Parameter estimation in large-scale systems biology models: a parallel and self-adaptive cooperative strategy
Penas et al. BMC Bioinformatics (2017) 18:52
DOI 10.1186/s12859-016-1452-4
METHODOLOGY ARTICLE
Open Access
Parameter estimation in large-scale
systems biology models: a parallel and
self-adaptive cooperative strategy
David R. Penas1 , Patricia González2 , Jose A. Egea3 , Ramón Doallo2 and Julio R. Banga1*
Abstract
Background: The development of large-scale kinetic models is one of the current key issues in computational
systems biology and bioinformatics. Here we consider the problem of parameter estimation in nonlinear dynamic
models. Global optimization methods can be used to solve this type of problems but the associated computational
cost is very large. Moreover, many of these methods need the tuning of a number of adjustable search parameters,
requiring a number of initial exploratory runs and therefore further increasing the computation times.

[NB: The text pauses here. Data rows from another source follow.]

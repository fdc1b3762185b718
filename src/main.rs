use clap::Parser;
use fwdctl::{cmd, settings::Settings, Result};
use std::{path::PathBuf, process};

#[derive(Debug, Parser)]
#[command(version = env!("CARGO_PKG_VERSION"))]
#[command(name = env!("CARGO_BIN_NAME"))]
#[command(about = "Manage Forward Email domains, aliases and outbound email")]
pub struct Cli {
    #[command(subcommand)]
    cmd: Cmd,

    /// Configuration file to use
    #[arg(short = 'c', default_value = "settings.toml")]
    config: PathBuf,
}

#[derive(Debug, clap::Subcommand)]
pub enum Cmd {
    Account(cmd::account::Cmd),
    Domains(cmd::domains::Cmd),
    Aliases(cmd::aliases::Cmd),
    Emails(cmd::emails::Cmd),
    Sync(cmd::sync::Cmd),
}

#[tokio::main]
async fn main() -> Result {
    dotenvy::dotenv().ok();

    let cli = Cli::parse();
    if let Err(e) = run(cli).await {
        eprintln!("error: {:?}", e);
        process::exit(1);
    }

    Ok(())
}

async fn run(cli: Cli) -> Result {
    let settings = Settings::new(&cli.config)?;

    tracing_subscriber::fmt()
        .with_env_filter(&settings.log)
        .init();

    match cli.cmd {
        Cmd::Account(cmd) => cmd.run(&settings).await,
        Cmd::Domains(cmd) => cmd.run(&settings).await,
        Cmd::Aliases(cmd) => cmd.run(&settings).await,
        Cmd::Emails(cmd) => cmd.run(&settings).await,
        Cmd::Sync(cmd) => cmd.run(&settings).await,
    }
}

Here we present a novel parallel method, self-adaptive cooperative enhanced scatter search (saCeSS), to accelerate
the solution of this class of problems. The method is based on the scatter search optimization metaheuristic and
incorporates several key new mechanisms: (i) asynchronous cooperation between parallel processes, (ii) coarse and
fine-grained parallelism, and (iii) self-tuning strategies.
Results: The performance and robustness of saCeSS is illustrated by solving a set of challenging parameter
estimation problems, including medium and large-scale kinetic models of the bacterium E. coli, bakerés yeast S.

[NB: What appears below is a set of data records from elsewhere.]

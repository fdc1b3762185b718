use crate::{
    deserialize_null_string, paged_query_impl, query_default_impl, Client, Error, Result,
    RetryPolicy, Stream, NO_QUERY,
};
use futures::{
    stream::{StreamExt, TryStreamExt},
    TryFutureExt,
};
use serde::{Deserialize, Serialize};
use std::{collections::HashSet, sync::Arc};
use tokio::sync::RwLock;
use tokio_retry2::Retry;

pub fn all(client: &Client, domain: &str, query: AliasesQuery) -> Stream<Alias> {
    client
        .fetch_stream::<AliasesQuery, Vec<Alias>>(&format!("/v1/domains/{domain}/aliases"), query)
}

pub async fn all_collect(client: &Client, domain: &str) -> Result<Vec<Alias>> {
    all(client, domain, AliasesQuery::default())
        .try_collect()
        .await
}

pub async fn get(client: &Client, domain: &str, alias_id: &str) -> Result<Alias> {
    client
        .fetch(&format!("/v1/domains/{domain}/aliases/{alias_id}"), NO_QUERY)
        .await
}

/// Look an alias up by name. Names are unique within a domain but the api
/// addresses aliases by id, so this lists and scans.
pub async fn for_name(client: &Client, domain: &str, name: &str) -> Result<Option<Alias>> {
    let aliases = all_collect(client, domain).await?;
    Ok(aliases.into_iter().find(|alias| alias.name == name))
}

pub async fn create(client: &Client, domain: &str, alias: &NewAlias) -> Result<Alias> {
    client
        .post(&format!("/v1/domains/{domain}/aliases"), alias)
        .await
}

pub async fn update(
    client: &Client,
    domain: &str,
    alias_id: &str,
    update: &AliasUpdate,
) -> Result<Alias> {
    client
        .put(&format!("/v1/domains/{domain}/aliases/{alias_id}"), update)
        .await
}

pub async fn delete(client: &Client, domain: &str, alias_id: &str) -> Result<()> {
    client
        .delete(&format!("/v1/domains/{domain}/aliases/{alias_id}"))
        .await
}

/// Max concurrent create requests. The api rate limits above this.
pub const ALIAS_CREATE_CONCURRENCY: usize = 4;

/// Create a given set of aliases in the given domain, retrying transient
/// failures per the given policy.
///
/// Returns the names of the created aliases
pub async fn create_many(
    client: &Client,
    domain: &str,
    aliases: Vec<NewAlias>,
    retries: RetryPolicy,
) -> Result<HashSet<String>> {
    let created = Arc::new(RwLock::new(HashSet::new()));
    futures::stream::iter(aliases)
        .map(Ok::<_, Error>)
        .map_ok(|alias| (client.clone(), alias, created.clone(), retries))
        .try_for_each_concurrent(
            ALIAS_CREATE_CONCURRENCY,
            |(client, alias, created, retries)| async move {
                let response = Retry::spawn_notify(
                    retries,
                    || create(&client, domain, &alias).map_err(|err| err.into_retry()),
                    |err: &Error, sleep: std::time::Duration| {
                        tracing::warn!(%err, sleep = sleep.as_secs(), "alias create")
                    },
                )
                .await?;
                created.write().await.insert(response.name);
                Ok(())
            },
        )
        .await?;
    let inner = created.read_owned().await;
    Ok(inner.to_owned())
}

#[derive(Serialize, Deserialize, PartialEq, Debug, Clone, Default)]
pub struct Alias {
    #[serde(
        default,
        skip_serializing_if = "String::is_empty",
        deserialize_with = "deserialize_null_string::deserialize"
    )]
    pub id: String,
    #[serde(
        default,
        skip_serializing_if = "String::is_empty",
        deserialize_with = "deserialize_null_string::deserialize"
    )]
    pub name: String,
    #[serde(default)]
    pub is_enabled: bool,
    #[serde(default, skip_serializing_if = "Vec::is_empty")]
    pub recipients: Vec<String>,
    #[serde(default, skip_serializing_if = "Vec::is_empty")]
    pub labels: Vec<String>,
    #[serde(
        default,
        skip_serializing_if = "String::is_empty",
        deserialize_with = "deserialize_null_string::deserialize"
    )]
    pub description: String,
}

/// Payload for creating an alias
#[derive(Serialize, Deserialize, Debug, Clone)]
pub struct NewAlias {
    pub name: String,
    pub recipients: Vec<String>,
    pub is_enabled: bool,
    #[serde(default, skip_serializing_if = "Vec::is_empty")]
    pub labels: Vec<String>,
    #[serde(default, skip_serializing_if = "String::is_empty")]
    pub description: String,
}

impl From<&Alias> for NewAlias {
    fn from(alias: &Alias) -> Self {
        Self {
            name: alias.name.clone(),
            recipients: alias.recipients.clone(),
            is_enabled: alias.is_enabled,
            labels: alias.labels.clone(),
            description: alias.description.clone(),
        }
    }
}

/// Partial update for an alias. Fields left as `None` are not modified.
#[derive(Serialize, Deserialize, PartialEq, Debug, Clone, Default)]
pub struct AliasUpdate {
    #[serde(default, skip_serializing_if = "Option::is_none")]
    pub recipients: Option<Vec<String>>,
    #[serde(default, skip_serializing_if = "Option::is_none")]
    pub is_enabled: Option<bool>,
    #[serde(default, skip_serializing_if = "Option::is_none")]
    pub labels: Option<Vec<String>>,
    #[serde(default, skip_serializing_if = "Option::is_none")]
    pub description: Option<String>,
}

#[derive(Serialize, Deserialize, Debug, Clone)]
pub struct AliasesQuery {
    pub page: u32,
    pub limit: u32,
}

query_default_impl!(AliasesQuery);
paged_query_impl!(AliasesQuery);

#[cfg(test)]
mod tests {
    use super::*;

    #[test]
    fn alias_from_api_json() {
        let alias: Alias = serde_json::from_value(serde_json::json!({
            "id": "66dbe2b3a4496c28f0f0d2a6",
            "name": "sales",
            "is_enabled": true,
            "recipients": ["team@corp.example"],
            "labels": ["crm"],
            "description": null,
            "has_recipient_verification": false
        }))
        .expect("alias");
        assert_eq!(alias.name, "sales");
        assert!(alias.is_enabled);
        assert_eq!(alias.recipients, vec!["team@corp.example".to_string()]);
        assert_eq!(alias.description, "");
    }

    #[test]
    fn update_skips_unset_fields() {
        let update = AliasUpdate {
            is_enabled: Some(false),
            ..Default::default()
        };
        assert_eq!(
            serde_json::to_string(&update).expect("json"),
            r#"{"is_enabled":false}"#
        );
    }
}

cerevisiae, the vinegar fly D. melanogaster, Chinese Hamster Ovary cells, and a generic signal transduction network.
The results consistently show that saCeSS is a robust and efficient method, allowing very significant reduction of
computation times with respect to several previous state of the art methods (from days to minutes, in several cases)

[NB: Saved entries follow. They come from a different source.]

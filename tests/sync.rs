use async_trait::async_trait;
use forwardemail::aliases::{Alias, AliasUpdate, NewAlias};
use fwdctl::{
    sync::{self, apply, diff, plan::Plan, resolve, AliasDirectory, SyncMode, SyncRequest},
    Result,
};
use std::{
    collections::HashMap,
    sync::{
        atomic::{AtomicUsize, Ordering},
        Mutex,
    },
};

/// In memory alias store standing in for the hosted api. Mutations commit
/// one at a time, the way the real directory does.
#[derive(Default)]
struct MemoryDirectory {
    domains: Mutex<HashMap<String, Vec<Alias>>>,
    next_id: AtomicUsize,
    fail_on: Option<String>,
}

impl MemoryDirectory {
    fn new(seed: Vec<(&str, Vec<Alias>)>) -> Self {
        let domains = seed
            .into_iter()
            .map(|(domain, aliases)| (domain.to_string(), aliases))
            .collect();
        Self {
            domains: Mutex::new(domains),
            ..Default::default()
        }
    }

    fn failing_on(mut self, name: &str) -> Self {
        self.fail_on = Some(name.to_string());
        self
    }

    fn aliases(&self, domain: &str) -> Vec<Alias> {
        self.domains
            .lock()
            .unwrap()
            .get(domain)
            .cloned()
            .unwrap_or_default()
    }

    fn names(&self, domain: &str) -> Vec<String> {
        let mut names: Vec<String> = self
            .aliases(domain)
            .into_iter()
            .map(|alias| alias.name)
            .collect();
        names.sort();
        names
    }

    fn check_fail(&self, name: &str) -> Result {
        if self.fail_on.as_deref() == Some(name) {
            anyhow::bail!("simulated api failure for {name}");
        }
        Ok(())
    }
}

#[async_trait]
impl AliasDirectory for MemoryDirectory {
    async fn list_aliases(&self, domain: &str) -> Result<Vec<Alias>> {
        Ok(self.aliases(domain))
    }

    async fn create_alias(&self, domain: &str, alias: &NewAlias) -> Result {
        self.check_fail(&alias.name)?;
        let id = self.next_id.fetch_add(1, Ordering::SeqCst);
        self.domains
            .lock()
            .unwrap()
            .entry(domain.to_string())
            .or_default()
            .push(Alias {
                id: format!("created-{id}"),
                name: alias.name.clone(),
                is_enabled: alias.is_enabled,
                recipients: alias.recipients.clone(),
                labels: alias.labels.clone(),
                description: alias.description.clone(),
            });
        Ok(())
    }

    async fn update_alias(&self, domain: &str, alias_id: &str, update: &AliasUpdate) -> Result {
        let mut domains = self.domains.lock().unwrap();
        let alias = domains
            .get_mut(domain)
            .and_then(|aliases| aliases.iter_mut().find(|alias| alias.id == alias_id))
            .ok_or_else(|| anyhow::anyhow!("no alias {alias_id} in {domain}"))?;
        self.check_fail(&alias.name)?;
        if let Some(recipients) = &update.recipients {
            alias.recipients = recipients.clone();
        }
        if let Some(is_enabled) = update.is_enabled {
            alias.is_enabled = is_enabled;
        }
        if let Some(labels) = &update.labels {
            alias.labels = labels.clone();
        }
        if let Some(description) = &update.description {
            alias.description = description.clone();
        }
        Ok(())
    }

    async fn delete_alias(&self, domain: &str, alias_id: &str) -> Result {
        let mut domains = self.domains.lock().unwrap();
        let aliases = domains
            .get_mut(domain)
            .ok_or_else(|| anyhow::anyhow!("no domain {domain}"))?;
        if let Some(alias) = aliases.iter().find(|alias| alias.id == alias_id) {
            self.check_fail(&alias.name)?;
        }
        aliases.retain(|alias| alias.id != alias_id);
        Ok(())
    }
}

fn alias(name: &str, recipients: &[&str], enabled: bool) -> Alias {
    Alias {
        id: name.to_string(),
        name: name.to_string(),
        is_enabled: enabled,
        recipients: recipients.iter().map(|r| r.to_string()).collect(),
        labels: vec![],
        description: String::new(),
    }
}

fn request(mode: SyncMode, strategy: Option<resolve::ConflictStrategy>) -> SyncRequest {
    SyncRequest {
        source: "corp.example".to_string(),
        target: "branch.example".to_string(),
        mode,
        dry_run: false,
        strategy,
    }
}

fn seed() -> Vec<(&'static str, Vec<Alias>)> {
    vec![
        (
            "corp.example",
            vec![
                alias("alpha", &["a@mail.example"], true),
                alias("shared", &["corp@mail.example"], true),
            ],
        ),
        (
            "branch.example",
            vec![
                alias("shared", &["branch@mail.example"], true),
                alias("omega", &["o@mail.example"], true),
            ],
        ),
    ]
}

async fn compute(directory: &MemoryDirectory, request: &SyncRequest) -> Result<Plan> {
    let mut resolver = resolve::for_request(request);
    sync::compute_plan(directory, request, resolver.as_mut()).await
}

async fn run_sync(directory: &MemoryDirectory, request: &SyncRequest) -> Result<usize> {
    let plan = compute(directory, request).await?;
    apply::apply(directory, &plan).await
}

#[tokio::test]
async fn replace_mirrors_source_and_is_idempotent() {
    let directory = MemoryDirectory::new(seed());
    let request = request(SyncMode::Replace, None);

    let applied = run_sync(&directory, &request).await.expect("sync");
    assert_eq!(applied, 3);
    assert_eq!(directory.names("branch.example"), vec!["alpha", "shared"]);

    let shared = directory
        .aliases("branch.example")
        .into_iter()
        .find(|alias| alias.name == "shared")
        .expect("shared alias");
    assert_eq!(shared.recipients, vec!["corp@mail.example"]);

    // Nothing left once the target mirrors the source.
    let replan = compute(&directory, &request).await.expect("replan");
    assert!(replan.is_empty());
}

#[tokio::test]
async fn preserve_keeps_target_extras_and_is_stable() {
    let directory = MemoryDirectory::new(seed());
    let request = request(SyncMode::Preserve, None);

    let applied = run_sync(&directory, &request).await.expect("sync");
    assert_eq!(applied, 2);
    assert_eq!(
        directory.names("branch.example"),
        vec!["alpha", "omega", "shared"]
    );

    let replan = compute(&directory, &request).await.expect("replan");
    assert!(replan.is_empty());
}

#[tokio::test]
async fn merge_converges_both_domains() {
    let directory = MemoryDirectory::new(seed());
    let request = request(SyncMode::Merge, Some(resolve::ConflictStrategy::Merge));

    run_sync(&directory, &request).await.expect("sync");
    let union = vec!["alpha", "omega", "shared"];
    assert_eq!(directory.names("corp.example"), union);
    assert_eq!(directory.names("branch.example"), union);

    for domain in ["corp.example", "branch.example"] {
        let shared = directory
            .aliases(domain)
            .into_iter()
            .find(|alias| alias.name == "shared")
            .expect("shared alias");
        assert_eq!(
            shared.recipients,
            vec!["branch@mail.example", "corp@mail.example"]
        );
    }

    let replan = compute(&directory, &request).await.expect("replan");
    assert!(replan.is_empty());
}

#[tokio::test]
async fn merge_never_deletes() {
    let directory = MemoryDirectory::new(seed());
    let before_corp = directory.names("corp.example").len();
    let request = request(SyncMode::Merge, Some(resolve::ConflictStrategy::Skip));

    run_sync(&directory, &request).await.expect("sync");
    assert!(directory.names("corp.example").len() >= before_corp);
    assert!(directory.names("branch.example").contains(&"omega".to_string()));
}

#[tokio::test]
async fn skipped_conflicts_stay_put() {
    let directory = MemoryDirectory::new(seed());
    let request = request(SyncMode::Preserve, Some(resolve::ConflictStrategy::Skip));

    run_sync(&directory, &request).await.expect("sync");
    let shared = directory
        .aliases("branch.example")
        .into_iter()
        .find(|alias| alias.name == "shared")
        .expect("shared alias");
    assert_eq!(shared.recipients, vec!["branch@mail.example"]);
}

#[tokio::test]
async fn failure_stops_the_run_and_keeps_prior_work() {
    let directory = MemoryDirectory::new(vec![
        (
            "corp.example",
            vec![
                alias("alpha", &["a@mail.example"], true),
                alias("zulu", &["z@mail.example"], true),
            ],
        ),
        ("branch.example", vec![]),
    ])
    .failing_on("zulu");
    let request = request(SyncMode::Replace, None);

    let err = run_sync(&directory, &request).await.expect_err("failure");
    let message = format!("{err:#}");
    assert!(message.contains("create branch.example/zulu"));
    assert!(message.contains("1 of 2 actions applied"));

    // The action before the failure stays applied.
    assert_eq!(directory.names("branch.example"), vec!["alpha"]);

    // A re-run retries just the remainder.
    let replan = compute(&directory, &request).await.expect("replan");
    assert_eq!(replan.len(), 1);
}

#[tokio::test]
async fn same_domain_never_reaches_the_directory() {
    let directory = MemoryDirectory::new(vec![]);
    let request = SyncRequest {
        source: "corp.example".to_string(),
        target: "CORP.example".to_string(),
        mode: SyncMode::Replace,
        dry_run: false,
        strategy: None,
    };
    assert!(compute(&directory, &request).await.is_err());
}

#[tokio::test]
async fn empty_source_replace_empties_target() {
    let directory = MemoryDirectory::new(vec![
        ("corp.example", vec![]),
        (
            "branch.example",
            vec![alias("omega", &["o@mail.example"], true)],
        ),
    ]);
    let request = request(SyncMode::Replace, None);

    let applied = run_sync(&directory, &request).await.expect("sync");
    assert_eq!(applied, 1);
    assert!(directory.names("branch.example").is_empty());
}

#[tokio::test]
async fn dry_run_merge_defaults_to_merge_strategy() {
    let directory = MemoryDirectory::new(seed());
    let request = SyncRequest {
        dry_run: true,
        ..request(SyncMode::Merge, None)
    };

    let plan = compute(&directory, &request).await.expect("plan");
    // Conflicting "shared" plans merged updates on both sides without a
    // terminal in sight.
    let updates = plan
        .actions
        .iter()
        .filter(|action| action.kind() == "update")
        .count();
    assert_eq!(updates, 2);

    // And planning alone changed nothing.
    assert_eq!(directory.names("branch.example"), vec!["omega", "shared"]);
}

#[tokio::test]
async fn duplicate_listing_names_keep_the_later_entry() {
    let listing = vec![
        alias("sales", &["old@mail.example"], true),
        alias("sales", &["new@mail.example"], true),
    ];
    let index = diff::index(listing);
    assert_eq!(index.len(), 1);
    assert_eq!(index["sales"].recipients, vec!["new@mail.example"]);
}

even when only a small number of processors is used.
Conclusions: The new parallel cooperative method presented here allows the solution of medium and large scale
parameter estimation problems in reasonable computation times and with small hardware requirements. Further, the
method includes self-tuning mechanisms which facilitate its use by non-experts. We believe that this new method
can play a key role in the development of large-scale and even whole-cell dynamic models.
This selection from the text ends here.